“Foreign-born university graduates have a harder time establishing themselves in the labour market than native-born degree holders,” Gudrun Antemar, head of Sweden’s National Audit Office (Riksrevisionen) in an opinion piece in the Dagens Nyheter (DN) newspaper.
Antemar cites a new report published by her office on Wednesday which is the first in a series of studies which examine the efficacy of state-sponsored measures meant to improve the ability of foreigners to establish themselves and integrate in Sweden.
According to Antemar, foreigners with university degrees have a higher rate of unemployment and after ten years, only half have found work in fields corresponding to their degree.
Obstacles facing foreign-born degree holders looking to enter the Swedish job market include insufficient information, poor Swedish language skills, and long processing times for certifications and identification documents.
According to the audit office’s findings, it takes an average of 2.7 years for a doctor from outside the EU with a speicialisation to receive a licence to practice in Sweden, while doctors without a specialisation are made to wait six years.
Third-country nurses, meanwhile, must wait an average of 4.8 years before being allowed to work as a nurse in Sweden.
“These people are often relatively young and chances are good they can be active in the Swedish job market for a long time,” writes Antemar.
“It’s a waste of resources to not utilize their competence.”
The Audit Office report includes four recommendations to help reduce the amount of time it takes foreign degree holders to reach the Swedish job market, including improved coordination and follow up for existing measures and a concerted effort by the agencies involved to reduce processing times.

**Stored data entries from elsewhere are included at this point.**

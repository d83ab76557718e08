//! M routine processing
//!
//! - [`lexer`]: line tokenizer (labels, commands, arguments, comments)
//! - [`constructs`]: calls, extrinsic invocations and global accesses per line
//! - [`structure`]: labels, header metadata and referenced globals per routine
//! - [`classify`]: entry-point / function classification
//! - [`relationships`]: code edges resolved against the entity index

pub mod classify;
pub mod constructs;
pub mod lexer;
pub mod relationships;
pub mod structure;

pub use classify::{classify_label, Classification, LabelSignals, ENTRY_PREFIXES};
pub use constructs::{line_constructs, Construct};
pub use relationships::{CodeRelationshipExtractor, RoutineEdges};
pub use structure::{register_structure, LabelRecord, RoutineStructure, RoutineStructureExtractor};
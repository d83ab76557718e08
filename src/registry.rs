//! Package registry
//!
//! A TOML lookup table mapping package names to routine-name prefixes and
//! file numbers:
//!
//! ```toml
//! [[package]]
//! name = "REGISTRATION"
//! prefixes = ["DG", "DGBT"]
//! files = ["2", "8"]
//! file_ranges = [{ low = "40", high = "45.9" }]
//! ```

use std::collections::BTreeSet;
use std::fs;
use std::path::Path;

use serde::Deserialize;

use crate::error::{GraphError, Result};
use crate::model::{parse_file_number, FileRange, Package};
use crate::resolver::StageWriter;

#[derive(Debug, Deserialize)]
struct RegistryFile {
    #[serde(default, rename = "package")]
    packages: Vec<PackageEntry>,
}

#[derive(Debug, Deserialize)]
#[serde(deny_unknown_fields)]
struct PackageEntry {
    name: String,
    #[serde(default)]
    prefixes: Vec<String>,
    #[serde(default)]
    files: Vec<String>,
    #[serde(default)]
    file_ranges: Vec<FileRange>,
}

#[derive(Debug, Clone, Default)]
pub struct PackageRegistry {
    pub packages: Vec<Package>,
}

impl PackageRegistry {
    pub fn load(path: &Path) -> Result<Self> {
        let content = fs::read_to_string(path).map_err(|e| GraphError::io(path.display(), e))?;
        Self::parse(&content).map_err(|e| match e {
            GraphError::RegistryError { message } => GraphError::RegistryError {
                message: format!("{}: {}", path.display(), message),
            },
            other => other,
        })
    }

    pub fn parse(content: &str) -> Result<Self> {
        let file: RegistryFile = toml::from_str(content).map_err(|e| GraphError::RegistryError {
            message: format!("Failed to parse registry: {}", e),
        })?;

        let mut names = BTreeSet::new();
        let mut packages = Vec::with_capacity(file.packages.len());
        for entry in file.packages {
            let name = entry.name.trim().to_string();
            if name.is_empty() {
                return Err(GraphError::RegistryError {
                    message: "package with an empty name".to_string(),
                });
            }
            if !names.insert(name.clone()) {
                return Err(GraphError::RegistryError {
                    message: format!("package {} is listed twice", name),
                });
            }
            for range in &entry.file_ranges {
                match (parse_file_number(&range.low), parse_file_number(&range.high)) {
                    (Some(low), Some(high)) if low <= high => {}
                    _ => {
                        return Err(GraphError::RegistryError {
                            message: format!(
                                "package {}: invalid file range {}..{}",
                                name, range.low, range.high
                            ),
                        })
                    }
                }
            }
            packages.push(Package {
                name,
                prefixes: entry
                    .prefixes
                    .iter()
                    .map(|p| p.trim().to_ascii_uppercase())
                    .filter(|p| !p.is_empty())
                    .collect(),
                file_numbers: entry.files.iter().map(|f| f.trim().to_string()).collect(),
                file_ranges: entry.file_ranges,
            });
        }

        tracing::info!("[REGISTRY] {} packages", packages.len());
        Ok(Self { packages })
    }

    /// Register every package with the resolver
    pub fn register(&self, writer: &mut StageWriter<'_>) -> Result<()> {
        for package in &self.packages {
            writer.register_package(package)?;
        }
        Ok(())
    }

    pub fn get(&self, name: &str) -> Option<&Package> {
        self.packages.iter().find(|p| p.name == name)
    }
}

In addition, the government Swedish universities, the National Agency for Higher Education (Högskoleverket) and the National Board of Health and Welfare (Socialstyrelsen) to do a better job in providing information about programmes available that allow foreigners to compliment training received abroad with coursework in Sweden so they can receive the necessary professional certifications.
The Audit Office also recommends that the government push county administrative boards to do more to provide Swedish-language classes tailored to specific fields, something which only nine of Sweden’s 21 counties currently offer.
Citing ongoing demographic shifts currently underway in Sweden, Antemar argues that foreign-born degree holders will play a key role in helping Sweden deal with a “massive retirement wave” which will see 160,000 workers retire in the healthcare sector by 2018.
“If Sweden is going to survive the generational shift in the labour market, foreign academic competence must be utilised better,” she wrote in a statement accompanying the report.